### Exercise goal
Determine how many lines in the listing below contain "MemoryAuditSink", then give only that number.

### Dataset
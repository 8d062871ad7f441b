//! In-process object storage.

use std::collections::HashMap;
use std::sync::{Mutex, MutexGuard};

use async_trait::async_trait;

use crate::error::{StorageError, StorageResult};
use crate::storage::ObjectStorage;

/// In-memory [`ObjectStorage`].
#[derive(Debug, Default)]
pub struct MemoryStorage {
    objects: Mutex<HashMap<String, Vec<u8>>>,
}

impl MemoryStorage {
    pub fn new() -> Self {
        Self::default()
    }

    fn lock(&self) -> MutexGuard<'_, HashMap<String, Vec<u8>>> {
        self.objects.lock().unwrap_or_else(|e| e.into_inner())
    }

    /// Store an object without going through the trait.
    pub fn put(&self, key: impl Into<String>, data: impl Into<Vec<u8>>) {
        self.lock().insert(key.into(), data.into());
    }

    pub fn remove(&self, key: &str) -> Option<Vec<u8>> {
        self.lock().remove(key)
    }

    pub fn contains(&self, key: &str) -> bool {
        self.lock().contains_key(key)
    }
}

#[async_trait]
impl ObjectStorage for MemoryStorage {
    async fn exists(&self, key: &str) -> StorageResult<bool> {
        Ok(self.contains(key))
    }

    async fn read(&self, key: &str) -> StorageResult<Vec<u8>> {
        self.lock()
            .get(key)
            .cloned()
            .ok_or_else(|| StorageError::not_found(key))
    }

    async fn write(&self, key: &str, data: Vec<u8>) -> StorageResult<()> {
        self.put(key, data);
        Ok(())
    }
}
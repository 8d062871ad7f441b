//! Job registry on Redis.
//!
//! Each job is a hash at `<prefix>:job:<id>`. Two sets index the records:
//! `<prefix>:jobs` holds every ID and `<prefix>:owner:<owner>` the IDs of one
//! owner. Create and conditional update run as Lua scripts so the check and
//! the write happen in one atomic step on the server.

use std::collections::HashMap;

use async_trait::async_trait;
use chrono::{DateTime, Utc};
use redis::Script;
use tracing::{debug, warn};

use transq_models::{Job, JobId, JobStatus};

use crate::error::{RegistryError, RegistryResult};
use crate::registry::{Condition, JobRegistry, JobUpdate, RegistryConfig};

/// KEYS: job, all-jobs index, owner index. ARGV: job id, then field/value pairs.
const CREATE_SCRIPT: &str = r#"
if redis.call('EXISTS', KEYS[1]) == 1 then
    return 0
end
redis.call('HSET', KEYS[1], unpack(ARGV, 2))
redis.call('SADD', KEYS[2], ARGV[1])
redis.call('SADD', KEYS[3], ARGV[1])
return 1
"#;

/// KEYS: job. ARGV: ",S1,S2," allowed statuses, expired-before ("" = any),
/// locked-by ("" = any), op, op args.
///
/// Returns -1 if the job is missing, 0 if the condition failed, 1 if applied.
const UPDATE_IF_SCRIPT: &str = r#"
local status = redis.call('HGET', KEYS[1], 'status')
if not status then
    return -1
end
if not string.find(ARGV[1], ',' .. status .. ',', 1, true) then
    return 0
end
if ARGV[2] ~= '' then
    local expires = tonumber(redis.call('HGET', KEYS[1], 'lockExpiresAt'))
    if not expires or expires >= tonumber(ARGV[2]) then
        return 0
    end
end
if ARGV[3] ~= '' and redis.call('HGET', KEYS[1], 'lockedBy') ~= ARGV[3] then
    return 0
end

local op = ARGV[4]
if op == 'lock' then
    redis.call('HSET', KEYS[1], 'status', 'PROCESSING', 'lockedBy', ARGV[5], 'lockExpiresAt', ARGV[6])
    redis.call('HDEL', KEYS[1], 'completedAt', 'errorMessage')
elseif op == 'extend' then
    local current = tonumber(redis.call('HGET', KEYS[1], 'lockExpiresAt'))
    if not current or tonumber(ARGV[5]) > current then
        redis.call('HSET', KEYS[1], 'lockExpiresAt', ARGV[5])
    end
elseif op == 'release' then
    redis.call('HSET', KEYS[1], 'status', ARGV[5], 'completedAt', ARGV[6])
    redis.call('HDEL', KEYS[1], 'lockedBy', 'lockExpiresAt')
    if ARGV[7] ~= '' then
        redis.call('HSET', KEYS[1], 'errorMessage', ARGV[7])
    else
        redis.call('HDEL', KEYS[1], 'errorMessage')
    end
else
    return redis.error_reply('unknown op ' .. op)
end
return 1
"#;

/// Redis-backed [`JobRegistry`].
pub struct RedisRegistry {
    client: redis::Client,
    config: RegistryConfig,
    create_script: Script,
    update_script: Script,
}

impl RedisRegistry {
    pub fn new(config: RegistryConfig) -> RegistryResult<Self> {
        let client = redis::Client::open(config.redis_url.as_str())?;
        Ok(Self {
            client,
            config,
            create_script: Script::new(CREATE_SCRIPT),
            update_script: Script::new(UPDATE_IF_SCRIPT),
        })
    }

    /// Create from environment variables.
    pub fn from_env() -> RegistryResult<Self> {
        Self::new(RegistryConfig::from_env())
    }

    async fn conn(&self) -> RegistryResult<redis::aio::MultiplexedConnection> {
        self.client
            .get_multiplexed_async_connection()
            .await
            .map_err(|e| RegistryError::ConnectionFailed(e.to_string()))
    }

    fn job_key(&self, job_id: &JobId) -> String {
        format!("{}:job:{}", self.config.key_prefix, job_id)
    }

    fn index_key(&self) -> String {
        format!("{}:jobs", self.config.key_prefix)
    }

    fn owner_key(&self, owner_id: &str) -> String {
        format!("{}:owner:{}", self.config.key_prefix, owner_id)
    }

    async fn load_many(
        &self,
        conn: &mut redis::aio::MultiplexedConnection,
        ids: Vec<String>,
    ) -> RegistryResult<Vec<Job>> {
        if ids.is_empty() {
            return Ok(Vec::new());
        }

        let mut pipe = redis::pipe();
        for id in &ids {
            pipe.hgetall(self.job_key(&JobId::from(id.as_str())));
        }
        let rows: Vec<HashMap<String, String>> = pipe.query_async(conn).await?;

        let mut jobs = Vec::with_capacity(rows.len());
        for (id, row) in ids.iter().zip(rows) {
            if row.is_empty() {
                // Indexed but gone; skip rather than fail the whole listing
                warn!(job_id = %id, "Index entry without job record");
                continue;
            }
            jobs.push(decode_job(&row)?);
        }
        jobs.sort_by(|a, b| a.created_at.cmp(&b.created_at));
        Ok(jobs)
    }
}

/// Flatten a job into hash field/value pairs. Absent options are omitted.
fn encode_job(job: &Job) -> RegistryResult<Vec<(&'static str, String)>> {
    let mut fields = vec![
        ("jobId", job.job_id.to_string()),
        ("ownerId", job.owner_id.clone()),
        ("inputRef", job.input_ref.clone()),
        ("outputRef", job.output_ref.clone()),
        ("params", serde_json::to_string(&job.params)?),
        ("status", job.status.as_str().to_string()),
        ("createdAt", job.created_at.to_rfc3339()),
    ];
    if let Some(at) = job.completed_at {
        fields.push(("completedAt", at.to_rfc3339()));
    }
    if let Some(msg) = &job.error_message {
        fields.push(("errorMessage", msg.clone()));
    }
    if let Some(worker) = &job.locked_by {
        fields.push(("lockedBy", worker.clone()));
    }
    if let Some(expires) = job.lock_expires_at {
        fields.push(("lockExpiresAt", expires.to_string()));
    }
    Ok(fields)
}

fn decode_job(row: &HashMap<String, String>) -> RegistryResult<Job> {
    let field = |name: &str| {
        row.get(name)
            .cloned()
            .ok_or_else(|| RegistryError::corrupt(format!("missing field {name}")))
    };
    let timestamp = |raw: &str| {
        DateTime::parse_from_rfc3339(raw)
            .map(|t| t.with_timezone(&Utc))
            .map_err(|e| RegistryError::corrupt(format!("bad timestamp {raw}: {e}")))
    };

    let status: JobStatus = field("status")?
        .parse()
        .map_err(RegistryError::corrupt)?;

    Ok(Job {
        job_id: JobId::from(field("jobId")?),
        owner_id: field("ownerId")?,
        input_ref: field("inputRef")?,
        output_ref: field("outputRef")?,
        params: serde_json::from_str(&field("params")?)?,
        status,
        created_at: timestamp(&field("createdAt")?)?,
        completed_at: row
            .get("completedAt")
            .map(|raw| timestamp(raw))
            .transpose()?,
        error_message: row.get("errorMessage").cloned(),
        locked_by: row.get("lockedBy").cloned(),
        lock_expires_at: row
            .get("lockExpiresAt")
            .map(|raw| {
                raw.parse::<i64>()
                    .map_err(|e| RegistryError::corrupt(format!("bad lockExpiresAt {raw}: {e}")))
            })
            .transpose()?,
    })
}

/// Script arguments for a condition/update pair.
fn update_args(condition: &Condition, update: &JobUpdate) -> Vec<String> {
    let statuses = condition
        .status_in
        .iter()
        .map(|s| s.as_str())
        .collect::<Vec<_>>()
        .join(",");

    let mut args = vec![
        format!(",{statuses},"),
        condition
            .lock_expired_before
            .map(|t| t.to_string())
            .unwrap_or_default(),
        condition.locked_by.clone().unwrap_or_default(),
    ];

    match update {
        JobUpdate::Lock {
            worker_id,
            lock_expires_at,
        } => {
            args.push("lock".into());
            args.push(worker_id.clone());
            args.push(lock_expires_at.to_string());
        }
        JobUpdate::ExtendLease { lock_expires_at } => {
            args.push("extend".into());
            args.push(lock_expires_at.to_string());
        }
        JobUpdate::Release {
            status,
            completed_at,
            error_message,
        } => {
            args.push("release".into());
            args.push(status.as_str().into());
            args.push(completed_at.to_rfc3339());
            // Only FAILED carries an error message
            let error = match status {
                JobStatus::Failed => error_message.clone().unwrap_or_default(),
                _ => String::new(),
            };
            args.push(error);
        }
    }
    args
}

#[async_trait]
impl JobRegistry for RedisRegistry {
    async fn create(&self, job: &Job) -> RegistryResult<()> {
        let mut conn = self.conn().await?;

        let mut invocation = self.create_script.prepare_invoke();
        invocation
            .key(self.job_key(&job.job_id))
            .key(self.index_key())
            .key(self.owner_key(&job.owner_id))
            .arg(job.job_id.as_str());
        for (name, value) in encode_job(job)? {
            invocation.arg(name).arg(value);
        }

        let created: i32 = invocation.invoke_async(&mut conn).await?;
        if created == 0 {
            return Err(RegistryError::duplicate_job(job.job_id.as_str()));
        }

        debug!(job_id = %job.job_id, "Created job record");
        Ok(())
    }

    async fn get(&self, job_id: &JobId) -> RegistryResult<Option<Job>> {
        let mut conn = self.conn().await?;
        let row: HashMap<String, String> = redis::cmd("HGETALL")
            .arg(self.job_key(job_id))
            .query_async(&mut conn)
            .await?;
        if row.is_empty() {
            return Ok(None);
        }
        decode_job(&row).map(Some)
    }

    async fn scan(&self) -> RegistryResult<Vec<Job>> {
        let mut conn = self.conn().await?;
        let ids: Vec<String> = redis::cmd("SMEMBERS")
            .arg(self.index_key())
            .query_async(&mut conn)
            .await?;
        self.load_many(&mut conn, ids).await
    }

    async fn list_for_owner(&self, owner_id: &str) -> RegistryResult<Vec<Job>> {
        let mut conn = self.conn().await?;
        let ids: Vec<String> = redis::cmd("SMEMBERS")
            .arg(self.owner_key(owner_id))
            .query_async(&mut conn)
            .await?;
        self.load_many(&mut conn, ids).await
    }

    async fn update_if(
        &self,
        job_id: &JobId,
        condition: &Condition,
        update: &JobUpdate,
    ) -> RegistryResult<bool> {
        update.check_against(condition)?;

        let mut conn = self.conn().await?;
        let mut invocation = self.update_script.prepare_invoke();
        invocation.key(self.job_key(job_id));
        for arg in update_args(condition, update) {
            invocation.arg(arg);
        }

        let outcome: i32 = invocation.invoke_async(&mut conn).await?;
        match outcome {
            -1 => Err(RegistryError::job_not_found(job_id.as_str())),
            0 => Ok(false),
            _ => Ok(true),
        }
    }
}
//! Shared fixtures for the worker integration tests.

#![allow(dead_code)]

use std::sync::atomic::{AtomicBool, AtomicUsize, Ordering};
use std::sync::{Arc, Mutex};
use std::time::Duration;

use async_trait::async_trait;
use serde_json::json;

use transq_media::{MediaError, MediaResult, Transcoder};
use transq_models::{Job, JobId, ManualClock};
use transq_queue::MemoryQueue;
use transq_registry::{
    Condition, JobRegistry, JobUpdate, MemoryRegistry, RegistryError, RegistryResult,
};
use transq_storage::MemoryStorage;
use transq_worker::{
    MemoryAuditSink, Producer, Reconciler, Services, SubmitRequest, Worker, WorkerConfig,
};

pub const START_EPOCH: i64 = 1_700_000_000;
pub const LEASE: Duration = Duration::from_secs(900);

/// What the scripted transcoder does on its next runs.
#[derive(Debug, Clone, PartialEq)]
pub enum Behavior {
    /// Write the output object
    Succeed,
    /// Report failure with this message
    Fail(String),
    /// Report success without writing anything
    NoOutput,
    Panic,
}

/// Transcoder double. Simulated work advances both tokio time and the
/// manual clock in 100 s steps.
pub struct ScriptedTranscoder {
    storage: Arc<MemoryStorage>,
    clock: Arc<ManualClock>,
    behavior: Mutex<Behavior>,
    work_steps: Mutex<u32>,
    calls: AtomicUsize,
}

impl ScriptedTranscoder {
    pub fn set_behavior(&self, behavior: Behavior) {
        *self.behavior.lock().unwrap() = behavior;
    }

    /// Number of 100 s steps each run takes.
    pub fn set_work_steps(&self, steps: u32) {
        *self.work_steps.lock().unwrap() = steps;
    }

    pub fn calls(&self) -> usize {
        self.calls.load(Ordering::SeqCst)
    }
}

#[async_trait]
impl Transcoder for ScriptedTranscoder {
    async fn run(
        &self,
        _input_ref: &str,
        output_ref: &str,
        _params: &serde_json::Value,
    ) -> MediaResult<()> {
        self.calls.fetch_add(1, Ordering::SeqCst);
        let steps = *self.work_steps.lock().unwrap();
        for _ in 0..steps {
            self.clock.advance_secs(100);
            tokio::time::sleep(Duration::from_secs(100)).await;
        }

        let behavior = self.behavior.lock().unwrap().clone();
        match behavior {
            Behavior::Succeed => {
                self.storage.put(output_ref, b"mp4".to_vec());
                Ok(())
            }
            Behavior::Fail(message) => Err(MediaError::ffmpeg_failed(message, None, Some(1))),
            Behavior::NoOutput => Ok(()),
            Behavior::Panic => panic!("scripted transcoder panic"),
        }
    }
}

/// Registry wrapper counting every call.
pub struct CountingRegistry {
    inner: Arc<dyn JobRegistry>,
    calls: AtomicUsize,
}

impl CountingRegistry {
    pub fn new(inner: Arc<dyn JobRegistry>) -> Self {
        Self {
            inner,
            calls: AtomicUsize::new(0),
        }
    }

    pub fn calls(&self) -> usize {
        self.calls.load(Ordering::SeqCst)
    }

    fn count(&self) {
        self.calls.fetch_add(1, Ordering::SeqCst);
    }
}

#[async_trait]
impl JobRegistry for CountingRegistry {
    async fn create(&self, job: &Job) -> RegistryResult<()> {
        self.count();
        self.inner.create(job).await
    }

    async fn get(&self, job_id: &JobId) -> RegistryResult<Option<Job>> {
        self.count();
        self.inner.get(job_id).await
    }

    async fn scan(&self) -> RegistryResult<Vec<Job>> {
        self.count();
        self.inner.scan().await
    }

    async fn list_for_owner(&self, owner_id: &str) -> RegistryResult<Vec<Job>> {
        self.count();
        self.inner.list_for_owner(owner_id).await
    }

    async fn update_if(
        &self,
        job_id: &JobId,
        condition: &Condition,
        update: &JobUpdate,
    ) -> RegistryResult<bool> {
        self.count();
        self.inner.update_if(job_id, condition, update).await
    }
}

/// Registry wrapper that can make lock or release writes fail as if the
/// backend were unreachable.
pub struct FaultyRegistry {
    inner: Arc<dyn JobRegistry>,
    fail_lock: AtomicBool,
    fail_release: AtomicBool,
    release_attempts: AtomicUsize,
}

impl FaultyRegistry {
    pub fn new(inner: Arc<dyn JobRegistry>) -> Self {
        Self {
            inner,
            fail_lock: AtomicBool::new(false),
            fail_release: AtomicBool::new(false),
            release_attempts: AtomicUsize::new(0),
        }
    }

    pub fn set_fail_lock(&self, fail: bool) {
        self.fail_lock.store(fail, Ordering::SeqCst);
    }

    pub fn set_fail_release(&self, fail: bool) {
        self.fail_release.store(fail, Ordering::SeqCst);
    }

    pub fn release_attempts(&self) -> usize {
        self.release_attempts.load(Ordering::SeqCst)
    }
}

#[async_trait]
impl JobRegistry for FaultyRegistry {
    async fn create(&self, job: &Job) -> RegistryResult<()> {
        self.inner.create(job).await
    }

    async fn get(&self, job_id: &JobId) -> RegistryResult<Option<Job>> {
        self.inner.get(job_id).await
    }

    async fn scan(&self) -> RegistryResult<Vec<Job>> {
        self.inner.scan().await
    }

    async fn list_for_owner(&self, owner_id: &str) -> RegistryResult<Vec<Job>> {
        self.inner.list_for_owner(owner_id).await
    }

    async fn update_if(
        &self,
        job_id: &JobId,
        condition: &Condition,
        update: &JobUpdate,
    ) -> RegistryResult<bool> {
        let fail = match update {
            JobUpdate::Lock { .. } => self.fail_lock.load(Ordering::SeqCst),
            JobUpdate::Release { .. } => {
                self.release_attempts.fetch_add(1, Ordering::SeqCst);
                self.fail_release.load(Ordering::SeqCst)
            }
            JobUpdate::ExtendLease { .. } => false,
        };
        if fail {
            return Err(RegistryError::ConnectionFailed("registry unreachable".into()));
        }
        self.inner.update_if(job_id, condition, update).await
    }
}

/// In-memory backends wired together.
pub struct Harness {
    pub registry: Arc<MemoryRegistry>,
    pub queue: Arc<MemoryQueue>,
    pub notify: Arc<MemoryQueue>,
    pub storage: Arc<MemoryStorage>,
    pub transcoder: Arc<ScriptedTranscoder>,
    pub audit: Arc<MemoryAuditSink>,
    pub clock: Arc<ManualClock>,
}

impl Harness {
    pub fn new() -> Self {
        let storage = Arc::new(MemoryStorage::new());
        let clock = Arc::new(ManualClock::at_epoch(START_EPOCH));
        let transcoder = Arc::new(ScriptedTranscoder {
            storage: storage.clone(),
            clock: clock.clone(),
            behavior: Mutex::new(Behavior::Succeed),
            work_steps: Mutex::new(0),
            calls: AtomicUsize::new(0),
        });
        Self {
            registry: Arc::new(MemoryRegistry::new()),
            queue: Arc::new(MemoryQueue::new(LEASE)),
            notify: Arc::new(MemoryQueue::new(LEASE)),
            storage,
            transcoder,
            audit: Arc::new(MemoryAuditSink::new()),
            clock,
        }
    }

    /// Dead-letter work messages after `max` deliveries.
    pub fn with_max_receives(max: u32) -> Self {
        Self {
            queue: Arc::new(MemoryQueue::new(LEASE).with_max_receives(max)),
            ..Self::new()
        }
    }

    pub fn services(&self) -> Services {
        Services {
            registry: self.registry.clone(),
            queue: self.queue.clone(),
            storage: self.storage.clone(),
            transcoder: self.transcoder.clone(),
            audit: self.audit.clone(),
            clock: self.clock.clone(),
            notify_queue: Some(self.notify.clone()),
        }
    }

    pub fn producer(&self) -> Producer {
        Producer::from_services(&self.services())
    }

    pub fn reconciler(&self) -> Reconciler {
        Reconciler::from_services(&self.services())
    }

    pub fn worker(&self, worker_id: &str) -> Worker {
        Worker::new(worker_config(worker_id), self.services())
    }

    pub async fn submit(&self, job_id: &str) -> JobId {
        self.producer()
            .submit_with_id(JobId::from(job_id), request(job_id))
            .await
            .unwrap()
    }

    pub async fn job(&self, job_id: &JobId) -> Job {
        self.registry.get(job_id).await.unwrap().unwrap()
    }
}

pub fn worker_config(worker_id: &str) -> WorkerConfig {
    WorkerConfig {
        worker_id: worker_id.to_string(),
        lease: LEASE,
        receive_wait: Duration::ZERO,
        ..Default::default()
    }
}

pub fn request(job_id: &str) -> SubmitRequest {
    SubmitRequest::new(
        "owner-1",
        format!("raw/owner-1/{job_id}.mov"),
        format!("transcoded/owner-1/{job_id}.mp4"),
        json!({ "resolution": "720p" }),
    )
}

### Task output
3